Aim of the exercise: Without omitting anything, copy the data exactly.

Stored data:
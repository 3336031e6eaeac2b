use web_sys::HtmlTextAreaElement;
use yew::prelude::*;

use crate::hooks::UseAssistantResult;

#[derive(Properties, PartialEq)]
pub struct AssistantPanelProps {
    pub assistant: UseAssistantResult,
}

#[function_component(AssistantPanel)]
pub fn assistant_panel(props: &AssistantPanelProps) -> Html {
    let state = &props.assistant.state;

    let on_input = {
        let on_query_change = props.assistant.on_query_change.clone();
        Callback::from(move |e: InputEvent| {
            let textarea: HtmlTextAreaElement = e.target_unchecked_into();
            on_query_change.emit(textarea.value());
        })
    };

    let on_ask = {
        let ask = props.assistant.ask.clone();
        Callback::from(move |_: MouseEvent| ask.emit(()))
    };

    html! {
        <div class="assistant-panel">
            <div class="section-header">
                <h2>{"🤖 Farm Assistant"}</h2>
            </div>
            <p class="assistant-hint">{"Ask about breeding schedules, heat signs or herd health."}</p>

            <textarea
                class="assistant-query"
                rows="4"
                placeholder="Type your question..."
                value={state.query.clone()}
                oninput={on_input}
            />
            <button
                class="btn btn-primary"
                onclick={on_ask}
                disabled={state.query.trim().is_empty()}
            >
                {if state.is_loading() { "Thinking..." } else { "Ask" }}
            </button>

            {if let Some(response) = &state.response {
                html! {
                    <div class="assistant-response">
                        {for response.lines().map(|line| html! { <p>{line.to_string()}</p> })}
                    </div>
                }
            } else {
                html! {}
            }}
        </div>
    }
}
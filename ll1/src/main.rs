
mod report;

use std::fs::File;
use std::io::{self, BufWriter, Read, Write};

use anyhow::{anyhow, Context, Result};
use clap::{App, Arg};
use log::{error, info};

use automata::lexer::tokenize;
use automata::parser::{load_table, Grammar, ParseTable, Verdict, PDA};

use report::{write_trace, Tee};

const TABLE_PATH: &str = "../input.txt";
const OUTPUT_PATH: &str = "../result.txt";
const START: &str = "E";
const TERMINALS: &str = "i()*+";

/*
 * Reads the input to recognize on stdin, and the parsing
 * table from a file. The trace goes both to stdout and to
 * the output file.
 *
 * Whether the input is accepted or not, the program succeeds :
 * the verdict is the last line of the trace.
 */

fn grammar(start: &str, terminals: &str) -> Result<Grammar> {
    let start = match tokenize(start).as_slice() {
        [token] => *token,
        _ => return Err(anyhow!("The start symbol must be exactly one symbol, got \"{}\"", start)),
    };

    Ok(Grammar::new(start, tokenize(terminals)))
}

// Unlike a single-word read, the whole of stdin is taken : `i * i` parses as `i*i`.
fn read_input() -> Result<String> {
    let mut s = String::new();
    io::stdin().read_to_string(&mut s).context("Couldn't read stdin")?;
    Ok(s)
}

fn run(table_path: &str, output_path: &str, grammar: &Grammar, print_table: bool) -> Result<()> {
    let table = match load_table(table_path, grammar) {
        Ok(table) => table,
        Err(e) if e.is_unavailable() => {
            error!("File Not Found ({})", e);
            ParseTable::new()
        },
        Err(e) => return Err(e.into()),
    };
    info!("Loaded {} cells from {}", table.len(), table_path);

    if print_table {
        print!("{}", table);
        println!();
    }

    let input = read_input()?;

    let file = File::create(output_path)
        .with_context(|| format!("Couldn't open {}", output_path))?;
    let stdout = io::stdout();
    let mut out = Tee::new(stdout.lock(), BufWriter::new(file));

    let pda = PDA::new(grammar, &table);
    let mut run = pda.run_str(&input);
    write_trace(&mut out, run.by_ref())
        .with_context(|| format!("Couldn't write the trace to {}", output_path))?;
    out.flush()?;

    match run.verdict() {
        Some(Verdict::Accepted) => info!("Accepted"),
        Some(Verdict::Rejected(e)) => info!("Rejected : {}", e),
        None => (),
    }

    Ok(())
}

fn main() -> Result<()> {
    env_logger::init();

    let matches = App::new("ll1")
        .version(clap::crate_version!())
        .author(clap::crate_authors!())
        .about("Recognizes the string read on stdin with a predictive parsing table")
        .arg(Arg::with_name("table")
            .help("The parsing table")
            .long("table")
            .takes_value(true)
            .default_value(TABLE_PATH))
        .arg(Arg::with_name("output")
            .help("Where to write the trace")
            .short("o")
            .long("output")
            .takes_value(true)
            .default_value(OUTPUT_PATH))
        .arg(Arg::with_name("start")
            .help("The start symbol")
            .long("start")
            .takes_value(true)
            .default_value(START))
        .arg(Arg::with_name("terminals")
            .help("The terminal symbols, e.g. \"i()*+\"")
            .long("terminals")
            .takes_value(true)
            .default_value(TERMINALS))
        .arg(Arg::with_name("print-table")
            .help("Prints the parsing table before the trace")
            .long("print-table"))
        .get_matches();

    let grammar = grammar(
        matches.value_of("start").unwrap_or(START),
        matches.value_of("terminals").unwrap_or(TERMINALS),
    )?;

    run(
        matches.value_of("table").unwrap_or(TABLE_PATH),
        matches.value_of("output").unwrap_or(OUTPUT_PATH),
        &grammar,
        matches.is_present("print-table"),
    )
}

Answer to this exercise:
repository 3336031e6eaeac2b
use web_sys::HtmlTextAreaElement;
use yew::prelude::*;

use crate::hooks::UseAssistantResult;

#[derive(Properties, PartialEq)]
pub struct AssistantPanelProps {
    pub assistant: UseAssistantResult,
}

#[function_component(AssistantPanel)]
pub fn assistant_panel(props: &AssistantPanelProps) -> Html {
    let state = &props.assistant.state;

    let on_input = {
        let on_query_change = props.assistant.on_query_change.clone();
        Callback::from(move |e: InputEvent| {
            let textarea: HtmlTextAreaElement = e.target_unchecked_into();
            on_query_change.emit(textarea.value());
        })
    };

    let on_ask = {
        let ask = props.assistant.ask.clone();
        Callback::from(move |_: MouseEvent| ask.emit(()))
    };

    html! {
        <div class="assistant-panel">
            <div class="section-header">
                <h2>{"🤖 Farm Assistant"}</h2>
            </div>
            <p class="assistant-hint">{"Ask about breeding schedules, heat signs or herd health."}</p>

            <textarea
                class="assistant-query"
                rows="4"
                placeholder="Type your question..."
                value={state.query.clone()}
                oninput={on_input}
            />
            <button
                class="btn btn-primary"
                onclick={on_ask}
                disabled={state.query.trim().is_empty()}
            >
                {if state.is_loading() { "Thinking..." } else { "Ask" }}
            </button>

            {if let Some(response) = &state.response {
                html! {
                    <div class="assistant-response">
                        {for response.lines().map(|line| html! { <p>{line.to_string()}</p> })}
                    </div>
                }
            } else {
                html! {}
            }}
        </div>
    }
}
filename ll1/src/main.rs

mod report;

use std::fs::File;
use std::io::{self, BufWriter, Read, Write};

use anyhow::{anyhow, Context, Result};
use clap::{App, Arg};
use log::{error, info};

use automata::lexer::tokenize;
use automata::parser::{load_table, Grammar, ParseTable, Verdict, PDA};

use report::{write_trace, Tee};

const TABLE_PATH: &str = "../input.txt";
const OUTPUT_PATH: &str = "../result.txt";
const START: &str = "E";
const TERMINALS: &str = "i()*+";

/*
 * Reads the input to recognize on stdin, and the parsing
 * table from a file. The trace goes both to stdout and to
 * the output file.
 *
 * Whether the input is accepted or not, the program succeeds :
 * the verdict is the last line of the trace.
 */

fn grammar(start: &str, terminals: &str) -> Result<Grammar> {
    let start = match tokenize(start).as_slice() {
        [token] => *token,
        _ => return Err(anyhow!("The start symbol must be exactly one symbol, got \"{}\"", start)),
    };

    Ok(Grammar::new(start, tokenize(terminals)))
}

// Unlike a single-word read, the whole of stdin is taken : `i * i` parses as `i*i`.
fn read_input() -> Result<String> {
    let mut s = String::new();
    io::stdin().read_to_string(&mut s).context("Couldn't read stdin")?;
    Ok(s)
}

fn run(table_path: &str, output_path: &str, grammar: &Grammar, print_table: bool) -> Result<()> {
    let table = match load_table(table_path, grammar) {
        Ok(table) => table,
        Err(e) if e.is_unavailable() => {
            error!("File Not Found ({})", e);
            ParseTable::new()
        },
        Err(e) => return Err(e.into()),
    };
    info!("Loaded {} cells from {}", table.len(), table_path);

    if print_table {
        print!("{}", table);
        println!();
    }

    let input = read_input()?;

    let file = File::create(output_path)
        .with_context(|| format!("Couldn't open {}", output_path))?;
    let stdout = io::stdout();
    let mut out = Tee::new(stdout.lock(), BufWriter::new(file));

    let pda = PDA::new(grammar, &table);
    let mut run = pda.run_str(&input);
    write_trace(&mut out, run.by_ref())
        .with_context(|| format!("Couldn't write the trace to {}", output_path))?;
    out.flush()?;

    match run.verdict() {
        Some(Verdict::Accepted) => info!("Accepted"),
        Some(Verdict::Rejected(e)) => info!("Rejected : {}", e),
        None => (),
    }

    Ok(())
}

fn main() -> Result<()> {
    env_logger::init();

    let matches = App::new("ll1")
        .version(clap::crate_version!())
        .author(clap::crate_authors!())
        .about("Recognizes the string read on stdin with a predictive parsing table")
        .arg(Arg::with_name("table")
            .help("The parsing table")
            .long("table")
            .takes_value(true)
            .default_value(TABLE_PATH))
        .arg(Arg::with_name("output")
            .help("Where to write the trace")
            .short("o")
            .long("output")
            .takes_value(true)
            .default_value(OUTPUT_PATH))
        .arg(Arg::with_name("start")
            .help("The start symbol")
            .long("start")
            .takes_value(true)
            .default_value(START))
        .arg(Arg::with_name("terminals")
            .help("The terminal symbols, e.g. \"i()*+\"")
            .long("terminals")
            .takes_value(true)
            .default_value(TERMINALS))
        .arg(Arg::with_name("print-table")
            .help("Prints the parsing table before the trace")
            .long("print-table"))
        .get_matches();

    let grammar = grammar(
        matches.value_of("start").unwrap_or(START),
        matches.value_of("terminals").unwrap_or(TERMINALS),
    )?;

    run(
        matches.value_of("table").unwrap_or(TABLE_PATH),
        matches.value_of("output").unwrap_or(OUTPUT_PATH),
        &grammar,
        matches.is_present("print-table"),
    )
}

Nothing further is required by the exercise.